Task objective = Locate every line in the records below that holds the word "LoadSpecParams" and return each one.

Start of Working data

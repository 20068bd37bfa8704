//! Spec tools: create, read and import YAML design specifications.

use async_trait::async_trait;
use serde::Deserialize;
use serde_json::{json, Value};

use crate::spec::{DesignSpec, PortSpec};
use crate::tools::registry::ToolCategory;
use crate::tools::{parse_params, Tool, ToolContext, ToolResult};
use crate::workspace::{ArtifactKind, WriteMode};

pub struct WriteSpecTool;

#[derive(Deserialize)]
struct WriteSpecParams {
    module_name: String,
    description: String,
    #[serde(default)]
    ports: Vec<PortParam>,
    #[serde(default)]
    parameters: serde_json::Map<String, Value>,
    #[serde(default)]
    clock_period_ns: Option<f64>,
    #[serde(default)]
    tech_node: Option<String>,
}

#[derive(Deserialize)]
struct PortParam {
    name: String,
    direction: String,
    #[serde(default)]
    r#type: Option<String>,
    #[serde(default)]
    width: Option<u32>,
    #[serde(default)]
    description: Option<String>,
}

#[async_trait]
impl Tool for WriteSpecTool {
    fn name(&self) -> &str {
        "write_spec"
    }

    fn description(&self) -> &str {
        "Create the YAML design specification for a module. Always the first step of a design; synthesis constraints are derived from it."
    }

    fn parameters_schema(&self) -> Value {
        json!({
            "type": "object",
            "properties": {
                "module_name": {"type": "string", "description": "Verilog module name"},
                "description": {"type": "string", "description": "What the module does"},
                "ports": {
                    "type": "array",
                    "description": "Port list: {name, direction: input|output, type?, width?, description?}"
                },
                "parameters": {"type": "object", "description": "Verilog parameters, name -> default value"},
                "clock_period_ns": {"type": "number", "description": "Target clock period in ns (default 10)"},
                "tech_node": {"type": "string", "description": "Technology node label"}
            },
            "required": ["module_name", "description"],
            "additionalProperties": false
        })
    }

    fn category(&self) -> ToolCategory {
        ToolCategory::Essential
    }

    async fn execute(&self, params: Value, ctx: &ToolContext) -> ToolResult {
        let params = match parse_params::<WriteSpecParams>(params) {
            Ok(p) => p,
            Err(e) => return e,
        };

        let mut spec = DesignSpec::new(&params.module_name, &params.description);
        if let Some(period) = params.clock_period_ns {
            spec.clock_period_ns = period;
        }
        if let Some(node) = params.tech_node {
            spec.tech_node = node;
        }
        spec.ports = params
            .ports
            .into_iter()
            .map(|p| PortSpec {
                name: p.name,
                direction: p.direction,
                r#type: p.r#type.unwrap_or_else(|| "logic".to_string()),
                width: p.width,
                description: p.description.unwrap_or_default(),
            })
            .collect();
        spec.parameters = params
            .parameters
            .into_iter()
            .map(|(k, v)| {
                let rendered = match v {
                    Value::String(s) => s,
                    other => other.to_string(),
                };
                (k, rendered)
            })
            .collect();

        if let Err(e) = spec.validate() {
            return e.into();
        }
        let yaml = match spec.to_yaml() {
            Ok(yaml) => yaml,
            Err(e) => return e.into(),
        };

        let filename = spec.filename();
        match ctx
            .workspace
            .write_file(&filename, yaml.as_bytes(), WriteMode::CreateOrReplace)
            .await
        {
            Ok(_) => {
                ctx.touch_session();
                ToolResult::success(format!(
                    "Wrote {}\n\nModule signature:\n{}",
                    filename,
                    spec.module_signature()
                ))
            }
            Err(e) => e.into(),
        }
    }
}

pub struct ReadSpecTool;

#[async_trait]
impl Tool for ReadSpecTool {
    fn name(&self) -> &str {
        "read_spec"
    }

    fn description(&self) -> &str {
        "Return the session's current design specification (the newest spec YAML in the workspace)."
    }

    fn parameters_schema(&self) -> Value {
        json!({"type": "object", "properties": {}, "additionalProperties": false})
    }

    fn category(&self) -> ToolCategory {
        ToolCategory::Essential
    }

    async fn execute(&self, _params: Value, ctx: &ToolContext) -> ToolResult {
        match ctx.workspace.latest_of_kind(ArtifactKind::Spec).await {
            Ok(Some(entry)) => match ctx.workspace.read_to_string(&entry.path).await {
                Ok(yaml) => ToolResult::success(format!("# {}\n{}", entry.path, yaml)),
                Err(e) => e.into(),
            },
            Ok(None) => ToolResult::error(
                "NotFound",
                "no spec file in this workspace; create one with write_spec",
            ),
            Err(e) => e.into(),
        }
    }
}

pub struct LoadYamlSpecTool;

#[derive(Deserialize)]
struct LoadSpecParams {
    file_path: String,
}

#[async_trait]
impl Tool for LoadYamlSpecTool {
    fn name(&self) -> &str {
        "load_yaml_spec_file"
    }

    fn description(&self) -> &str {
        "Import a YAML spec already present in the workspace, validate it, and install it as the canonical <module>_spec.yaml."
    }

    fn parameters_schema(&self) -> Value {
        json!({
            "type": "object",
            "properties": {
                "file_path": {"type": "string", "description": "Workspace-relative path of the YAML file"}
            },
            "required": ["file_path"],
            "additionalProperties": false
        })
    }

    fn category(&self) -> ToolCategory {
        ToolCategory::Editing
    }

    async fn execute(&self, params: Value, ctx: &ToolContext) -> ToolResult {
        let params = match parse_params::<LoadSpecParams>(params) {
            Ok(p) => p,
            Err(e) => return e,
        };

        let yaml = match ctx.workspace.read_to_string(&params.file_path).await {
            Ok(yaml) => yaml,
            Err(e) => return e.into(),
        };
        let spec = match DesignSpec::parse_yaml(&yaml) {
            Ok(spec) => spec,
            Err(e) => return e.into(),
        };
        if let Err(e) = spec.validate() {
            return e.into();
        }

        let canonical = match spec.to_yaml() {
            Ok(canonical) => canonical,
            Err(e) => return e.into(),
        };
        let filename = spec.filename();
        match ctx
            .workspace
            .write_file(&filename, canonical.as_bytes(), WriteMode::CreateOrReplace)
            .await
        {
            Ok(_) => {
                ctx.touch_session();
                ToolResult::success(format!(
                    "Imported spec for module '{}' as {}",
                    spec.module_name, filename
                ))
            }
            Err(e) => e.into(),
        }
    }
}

End of Working data

Output for this task =
struct LoadSpecParams {
        let params = match parse_params::<LoadSpecParams>(params) {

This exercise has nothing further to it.